Adolf Hitler’s anti-Semitic screed, which was republished in Germany earlier this year in a scientifically annotated edition, is currently the country’s second-best selling nonfiction book, according to one bestseller list, surpassed in sales only by a book about “The secret lives of Trees.” But this reporter was unable to purchase a copy, learning from salespeople in about a dozen bookstores in three cities that “Mein Kampf” can only be pre-ordered, is unavailable for immediate purchase and will remain so for the foreseeable future.
“You can order it, but I don’t know when it’ll arrive,” a shop assistant in a bookstore at Berlin’s famous KaDeWe department store told The Times of Israel during a recent visit.
By January 8 — when the new edition of “Mein Kampf” hit German bookshelves — the Institute for Contemporary History, which published the book, had received some 15,000 preorders, which were immediately sold out. “We will therefore now increase the circulation bit by bit. The book will thus remain available at all times,” Simone Paulmichl, the head of the institute’s public relations department, promised The Times of Israel at the time.
That projection turned out to be incorrect. Looking up “Mein Kampf” in the computer, a saleswoman on the third floor of Cologne’s centrally located Mayersche Buchhandlung found that the book was currently sold out, and had sold out immediately on the six or seven times the store had received deliveries. “It’s been reprinted six or seven times, and we always ran out of stock,” she said. “I can’t even order it. I can make a note that you’re looking for it, but it could take four to six months, or even longer.”

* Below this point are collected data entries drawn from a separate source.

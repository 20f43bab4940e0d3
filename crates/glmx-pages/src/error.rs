//! Error types for the pages crate.

use std::path::PathBuf;
use thiserror::Error;

/// Errors that abort a page rewrite run.
///
/// Pages that merely lack an insertion point are not errors; they are
/// reported as skipped with a warning.
#[derive(Debug, Error)]
pub enum PagesError {
    /// I/O error reading or writing a page.
    #[error("I/O error on {path}: {source}")]
    Io {
        /// Page or directory being accessed.
        path: PathBuf,
        /// Underlying error.
        #[source]
        source: std::io::Error,
    },

    /// Error while walking a directory tree.
    #[error("Directory walk error: {0}")]
    Walk(#[from] walkdir::Error),

    /// A page lives outside every known tutorial folder.
    #[error("Unknown tutorial folder for {0}")]
    UnknownTutorial(PathBuf),

    /// A directory that should hold pages does not exist.
    #[error("Directory not found: {0}")]
    MissingDirectory(PathBuf),
}

impl PagesError {
    pub(crate) fn io(path: impl Into<PathBuf>, source: std::io::Error) -> Self {
        PagesError::Io {
            path: path.into(),
            source,
        }
    }
}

The book sold out in her store, she noted, even though it was never placed on the shelves. “It’s a decision made by the higher-ups,” the saleswoman explained. “We don’t want this book here. It was never on our shelves; you always had to ask for it.”
At the large Hugendubel chain of bookstores, every branch can decide for itself how to showcase “Mein Kampf,” said a salesman in a central Berlin branch. But for now — of course — that question was moot, since there too the book is currently unavailable.

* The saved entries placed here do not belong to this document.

//! One handler per `glmx` subcommand.
//!
//! Handlers write their user-facing report to `out` and return what they
//! produced so callers (and tests) can inspect it.

use crate::config::Config;
use crate::report::{write_batch, write_mode_banner, write_outcome, write_summary};
use crate::CliError;
use clap::ValueEnum;
use glmx_glm::{Tutorial, ValidationReport};
use glmx_pages::{
    html_files_in, html_files_under, run_batch, systematic_pages, tutorial_dirs, BatchReport,
    CssExtract, FeedbackWidget, MobilePicker, Navigation, WriteMode, MOBILE_PICKER_TUTORIALS,
};
use glmx_terrain::{
    fetch_grid, generate_grid, grid_points, write_grid, BatchPlan, ElevationGrid, OpenMeteoClient,
    TerrainModel,
};
use std::io::Write;
use tracing::info;

/// Folder prefixes of the numbered tutorials.
const TUTORIAL_PREFIXES: [&str; 5] = ["01", "02", "03", "04", "05"];

/// Fetch the real elevation grid and write it.
pub fn fetch_elevation(config: &Config, out: &mut dyn Write) -> Result<ElevationGrid, CliError> {
    let terrain = &config.terrain;
    let plan = BatchPlan::new(terrain.batch_size, terrain.request_delay()?)?;
    let client = OpenMeteoClient::with_base_url(&terrain.api_url)?;
    let bounds = terrain.bounds;
    let size = terrain.fetch_grid;

    writeln!(out, "Total points to fetch: {}", grid_points(bounds, size).len()).map_err(io_err)?;
    writeln!(out, "Grid size: {} x {}", size.rows, size.cols).map_err(io_err)?;
    writeln!(
        out,
        "Bounding box: ({}, {}) to ({}, {})",
        bounds.south, bounds.west, bounds.north, bounds.east
    )
    .map_err(io_err)?;

    let grid = fetch_grid(&client, bounds, size, &plan, None)?;
    write_grid(&grid, &terrain.output)?;

    writeln!(out).map_err(io_err)?;
    writeln!(out, "Saved to {}", terrain.output.display()).map_err(io_err)?;
    write_range(out, &grid)?;
    Ok(grid)
}

/// Generate the synthetic elevation grid and write it.
pub fn generate_elevation(config: &Config, out: &mut dyn Write) -> Result<ElevationGrid, CliError> {
    let terrain = &config.terrain;
    let grid = generate_grid(
        &TerrainModel::arthurs_seat(),
        terrain.bounds,
        terrain.synthetic_grid,
    )?;
    write_grid(&grid, &terrain.output)?;

    writeln!(out, "Saved to {}", terrain.output.display()).map_err(io_err)?;
    writeln!(out, "Grid size: {} x {}", grid.grid.rows, grid.grid.cols).map_err(io_err)?;
    write_range(out, &grid)?;
    if let Some(summit) = grid.peaks.as_ref().and_then(|peaks| peaks.first()) {
        writeln!(out, "Global maximum at: ({:.4}, {:.4})", summit.lat, summit.lon).map_err(io_err)?;
    }
    Ok(grid)
}

fn write_range(out: &mut dyn Write, grid: &ElevationGrid) -> Result<(), CliError> {
    writeln!(
        out,
        "Elevation range: {:.1}m - {:.1}m",
        grid.stats.min, grid.stats.max
    )
    .map_err(io_err)?;
    writeln!(out, "Mean elevation: {:.1}m", grid.stats.mean).map_err(io_err)?;
    Ok(())
}

/// Header and bottom navigation links on every published tutorial page.
pub fn add_navigation(config: &Config, mode: WriteMode, out: &mut dyn Write) -> Result<BatchReport, CliError> {
    let base = config.site.tutorials_dir();
    let files = html_files_under(&base)?;

    write_mode_banner(out, mode).map_err(io_err)?;
    writeln!(out, "Found {} HTML files", files.len()).map_err(io_err)?;
    writeln!(out).map_err(io_err)?;

    let report = run_batch(&Navigation, &files, mode)?;
    write_batch(out, &report, &base, mode).map_err(io_err)?;
    Ok(report)
}

/// Feedback widget script on the tutorial pages and the site index.
pub fn add_feedback(config: &Config, mode: WriteMode, out: &mut dyn Write) -> Result<BatchReport, CliError> {
    let base = config.site.tutorials_dir();
    let widget = FeedbackWidget::for_tutorial();

    write_mode_banner(out, mode).map_err(io_err)?;
    writeln!(out, "Processing tutorial pages...").map_err(io_err)?;

    let mut report = BatchReport::default();
    for dir in tutorial_dirs(&base, &TUTORIAL_PREFIXES)? {
        let files = html_files_in(&dir)?;
        let batch = run_batch(&widget, &files, mode)?;
        writeln!(out).map_err(io_err)?;
        writeln!(out, "{}/", dir.file_name().unwrap_or_default().to_string_lossy()).map_err(io_err)?;
        for outcome in &batch.files {
            write_outcome(out, outcome, &dir).map_err(io_err)?;
        }
        report.merge(batch);
    }

    let index = config.site.index_page();
    if index.is_file() {
        writeln!(out).map_err(io_err)?;
        writeln!(out, "Processing index page...").map_err(io_err)?;
        let batch = run_batch(&FeedbackWidget::for_index(), &[index], mode)?;
        for outcome in &batch.files {
            write_outcome(out, outcome, &config.site.docs_dir).map_err(io_err)?;
        }
        report.merge(batch);
    } else {
        info!(path = %index.display(), "no index page, skipping");
    }

    write_summary(out, &report, mode).map_err(io_err)?;
    Ok(report)
}

/// Tap-to-select support on the `systematic.html` pages that still use drag and drop.
pub fn add_mobile_picker(config: &Config, mode: WriteMode, out: &mut dyn Write) -> Result<BatchReport, CliError> {
    let base = config.site.tutorials_dir();
    let files = systematic_pages(&base, &MOBILE_PICKER_TUTORIALS);

    write_mode_banner(out, mode).map_err(io_err)?;
    let report = run_batch(&MobilePicker, &files, mode)?;
    write_batch(out, &report, &base, mode).map_err(io_err)?;
    Ok(report)
}

/// Replace inline styles of the prototype pages with the shared stylesheets.
pub fn extract_css(config: &Config, mode: WriteMode, out: &mut dyn Write) -> Result<BatchReport, CliError> {
    let base = config.site.prototype_tutorials_dir();
    let files = html_files_under(&base)?;

    write_mode_banner(out, mode).map_err(io_err)?;
    writeln!(out, "Found {} HTML files", files.len()).map_err(io_err)?;
    writeln!(out).map_err(io_err)?;

    let report = run_batch(&CssExtract, &files, mode)?;
    write_batch(out, &report, &base, mode).map_err(io_err)?;
    Ok(report)
}

/// Which tutorials `validate` runs.
#[derive(Debug, Clone, Copy, PartialEq, Eq, ValueEnum)]
pub enum ValidateTarget {
    Gaussian,
    Binomial,
    Poisson,
    Negbin,
    Gamma,
    All,
}

impl ValidateTarget {
    pub fn tutorials(self) -> Vec<Tutorial> {
        match self {
            ValidateTarget::Gaussian => vec![Tutorial::Gaussian],
            ValidateTarget::Binomial => vec![Tutorial::Binomial],
            ValidateTarget::Poisson => vec![Tutorial::Poisson],
            ValidateTarget::Negbin => vec![Tutorial::NegBin],
            ValidateTarget::Gamma => vec![Tutorial::Gamma],
            ValidateTarget::All => Tutorial::ALL.to_vec(),
        }
    }
}

/// Refit each tutorial's model and compare with the quoted coefficients.
///
/// Reports are printed as text, or as one JSON array when `json` is set.
pub fn validate(
    config: &Config,
    target: ValidateTarget,
    json: bool,
    out: &mut dyn Write,
) -> Result<Vec<ValidationReport>, CliError> {
    let mut reports = Vec::new();
    for tutorial in target.tutorials() {
        let report = tutorial.case().run(&config.validation)?;
        if !json {
            writeln!(out, "{}", report).map_err(io_err)?;
        }
        reports.push(report);
    }

    if json {
        serde_json::to_writer_pretty(&mut *out, &reports)?;
        writeln!(out).map_err(io_err)?;
    } else {
        let mismatches = mismatch_count(&reports);
        if mismatches == 0 {
            writeln!(out, "All {} validation(s) passed", reports.len()).map_err(io_err)?;
        } else {
            writeln!(out, "{} check(s) did not match", mismatches).map_err(io_err)?;
        }
    }
    Ok(reports)
}

/// Failed checks across reports.
pub fn mismatch_count(reports: &[ValidationReport]) -> usize {
    reports.iter().map(|r| r.mismatches().count()).sum()
}

/// Under `--strict`, any mismatch fails the command.
pub fn enforce_strict(reports: &[ValidationReport], strict: bool) -> Result<(), CliError> {
    let mismatches = mismatch_count(reports);
    if strict && mismatches > 0 {
        return Err(CliError::ValidationFailed(mismatches));
    }
    Ok(())
}

fn io_err(e: std::io::Error) -> CliError {
    CliError::Output(e)
}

According to Paulmichl, from the Institute for Contemporary History, a new batch of books should hit the shelves by the end of February or early March. “It’s not as dramatic as you’ve been told,” she said on Tuesday.

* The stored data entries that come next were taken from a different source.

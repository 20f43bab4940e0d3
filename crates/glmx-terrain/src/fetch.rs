//! Open-Meteo elevation fetcher.
//!
//! The Open-Meteo elevation endpoint takes comma-separated latitude and
//! longitude lists and answers with one elevation per point:
//!
//! ```text
//! GET https://api.open-meteo.com/v1/elevation?latitude=55.937000,55.937000&longitude=-3.175000,-3.174138
//! {"elevation":[61.0,63.0]}
//! ```
//!
//! ## Rate Limiting
//!
//! The API accepts at most 100 points per request and throttles clients that
//! call it in quick succession. Grids are therefore requested in sequential
//! batches with a fixed pause after each one. A 30x30 grid is 9 batches and
//! takes about 20 seconds with the default 2 second pause.

use crate::grid::{reshape, ElevationGrid, ElevationStats, GeoBounds, GridSize};
use crate::{Result, TerrainError};
use serde::Deserialize;
use std::time::Duration;
use tracing::{debug, info};

/// Open-Meteo elevation endpoint.
pub const OPEN_METEO_ELEVATION_URL: &str = "https://api.open-meteo.com/v1/elevation";

/// Maximum number of points the API accepts in one request.
pub const MAX_BATCH_SIZE: usize = 100;

/// Default pause between batches.
const DEFAULT_REQUEST_DELAY: Duration = Duration::from_secs(2);

/// Nominal resolution of the Copernicus GLO-90 DEM behind the API.
const GLO90_RESOLUTION_M: u32 = 90;

/// A single sample location.
#[derive(Debug, Clone, Copy, PartialEq)]
pub struct GeoPoint {
    /// Latitude in degrees.
    pub lat: f64,
    /// Longitude in degrees.
    pub lon: f64,
}

/// Callback for batch progress messages.
pub type ProgressCallback = Box<dyn Fn(&str) + Send + Sync>;

/// Source of elevations for a batch of points.
///
/// Implementations must return exactly one elevation per point, in order.
pub trait ElevationApi {
    /// Fetch elevations for a batch of points.
    fn fetch_batch(&self, batch_index: usize, points: &[GeoPoint]) -> Result<Vec<f64>>;
}

/// How a grid is split into requests.
#[derive(Debug, Clone, Copy, PartialEq)]
pub struct BatchPlan {
    /// Points per request (1 to [`MAX_BATCH_SIZE`]).
    pub batch_size: usize,
    /// Pause after every request.
    pub delay: Duration,
}

impl Default for BatchPlan {
    fn default() -> Self {
        Self {
            batch_size: MAX_BATCH_SIZE,
            delay: DEFAULT_REQUEST_DELAY,
        }
    }
}

impl BatchPlan {
    /// Create a plan, rejecting batch sizes the API would refuse.
    pub fn new(batch_size: usize, delay: Duration) -> Result<Self> {
        if batch_size == 0 || batch_size > MAX_BATCH_SIZE {
            return Err(TerrainError::InvalidBatchSize(batch_size));
        }
        Ok(Self { batch_size, delay })
    }

    /// Number of requests needed for `points` samples.
    pub fn batch_count(&self, points: usize) -> usize {
        points.div_ceil(self.batch_size)
    }
}

#[derive(Debug, Deserialize)]
struct ElevationResponse {
    elevation: Vec<f64>,
}

/// Blocking HTTP client for the Open-Meteo elevation API.
#[derive(Debug)]
pub struct OpenMeteoClient {
    /// Endpoint URL (without query string).
    base_url: String,
    /// HTTP client.
    client: reqwest::blocking::Client,
}

impl OpenMeteoClient {
    /// Create a client for the public endpoint.
    pub fn new() -> Result<Self> {
        Self::with_base_url(OPEN_METEO_ELEVATION_URL)
    }

    /// Create a client for a custom endpoint (mirrors, local test servers).
    pub fn with_base_url(base_url: impl Into<String>) -> Result<Self> {
        let client = reqwest::blocking::Client::builder()
            .timeout(Duration::from_secs(60))
            .build()?;

        Ok(Self {
            base_url: base_url.into(),
            client,
        })
    }

    /// Get the endpoint URL.
    pub fn base_url(&self) -> &str {
        &self.base_url
    }
}

impl ElevationApi for OpenMeteoClient {
    fn fetch_batch(&self, batch_index: usize, points: &[GeoPoint]) -> Result<Vec<f64>> {
        let url = build_request_url(&self.base_url, points);
        debug!(batch = batch_index, points = points.len(), "requesting elevations");

        let response = self.client.get(&url).send()?;

        if !response.status().is_success() {
            return Err(TerrainError::RequestFailed {
                batch: batch_index,
                reason: format!("HTTP {}", response.status()),
            });
        }

        let body: ElevationResponse = serde_json::from_str(&response.text()?)?;

        if body.elevation.len() != points.len() {
            return Err(TerrainError::BatchLength {
                batch: batch_index,
                expected: points.len(),
                got: body.elevation.len(),
            });
        }

        Ok(body.elevation)
    }
}

/// Build the request URL for a batch of points.
///
/// Coordinates are written with six decimal places (about 0.1 m).
pub fn build_request_url(base_url: &str, points: &[GeoPoint]) -> String {
    let lats = points
        .iter()
        .map(|p| format!("{:.6}", p.lat))
        .collect::<Vec<_>>()
        .join(",");
    let lons = points
        .iter()
        .map(|p| format!("{:.6}", p.lon))
        .collect::<Vec<_>>()
        .join(",");

    format!("{}?latitude={}&longitude={}", base_url, lats, lons)
}

/// All sample locations of a grid in row-major order (south to north, west to east).
pub fn grid_points(bounds: GeoBounds, size: GridSize) -> Vec<GeoPoint> {
    let mut points = Vec::with_capacity(size.len());
    for row in 0..size.rows {
        let lat = bounds.lat_at(row, size);
        for col in 0..size.cols {
            points.push(GeoPoint {
                lat,
                lon: bounds.lon_at(col, size),
            });
        }
    }
    points
}

/// Fetch a full elevation grid.
///
/// Batches are requested one after another with `plan.delay` between them.
/// Any request or decoding failure aborts the whole fetch.
pub fn fetch_grid(
    api: &dyn ElevationApi,
    bounds: GeoBounds,
    size: GridSize,
    plan: &BatchPlan,
    progress: Option<&ProgressCallback>,
) -> Result<ElevationGrid> {
    bounds.validate()?;
    size.validate()?;
    // Re-check in case the plan was built with a struct literal.
    let plan = BatchPlan::new(plan.batch_size, plan.delay)?;

    let points = grid_points(bounds, size);
    let total_batches = plan.batch_count(points.len());

    info!(
        points = points.len(),
        rows = size.rows,
        cols = size.cols,
        batches = total_batches,
        "fetching elevation grid"
    );

    let mut elevations = Vec::with_capacity(points.len());

    for (index, batch) in points.chunks(plan.batch_size).enumerate() {
        let message = format!("Fetching batch {} of {}...", index + 1, total_batches);
        info!("{}", message);
        if let Some(cb) = progress {
            cb(&message);
        }

        let values = api.fetch_batch(index, batch)?;
        if values.len() != batch.len() {
            return Err(TerrainError::BatchLength {
                batch: index,
                expected: batch.len(),
                got: values.len(),
            });
        }
        elevations.extend(values);

        if !plan.delay.is_zero() {
            std::thread::sleep(plan.delay);
        }
    }

    let stats = ElevationStats::from_samples(&elevations)
        .ok_or_else(|| TerrainError::GridShape("no samples fetched".to_string()))?;

    Ok(ElevationGrid {
        name: "Arthur's Seat, Edinburgh".to_string(),
        description: "Elevation data for optimisation visualisation".to_string(),
        source: "Open-Meteo Elevation API (Copernicus DEM GLO-90)".to_string(),
        resolution_m: Some(GLO90_RESOLUTION_M),
        bounds,
        grid: size,
        elevations: reshape(elevations, size)?,
        stats,
        peaks: None,
    })
}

Some 14,000 copies of “Mein Kampf” have been sold since January 8 and another 10,000 have been printed already and are set to be shipped to bookstores, she said. “Since we published this book ourselves, and not through a large commercial publishing house, things take a bit longer. It’s also a complex book to produce, technically speaking. It can’t simply be printed from one day to the next.”
Yet another round of printing is already being planned, Paulmichl said, without elaborating.
If some German bookstores are apparently still somewhat uncomfortable displaying “Mein Kampf” — which was banned for 70 years — even in its new, scholarly edition, that does not mean that they shy away from books about Hitler, National Socialism or other topics relating to the country’s dark past. Numerous titles on the Fuehrer, the Nazi era, his book and the German people’s fascination with the whole subject are prominently displayed in all major bookstores.
The local Jewish community originally opposed the new publication of Hitler’s screed, but now says it does not mind the great interest in the annotated version of “Mein Kampf.”
“It was obvious that the publication of this book would come with great interest. But the annotated edition will not bring neo-Nazis much joy,” Josef Schuster, the president of the Central Council of Jews in Germany, said in a recent interview. “I can’t imagine anyone reading the book with its many annotations from page 1 until page 2,000.”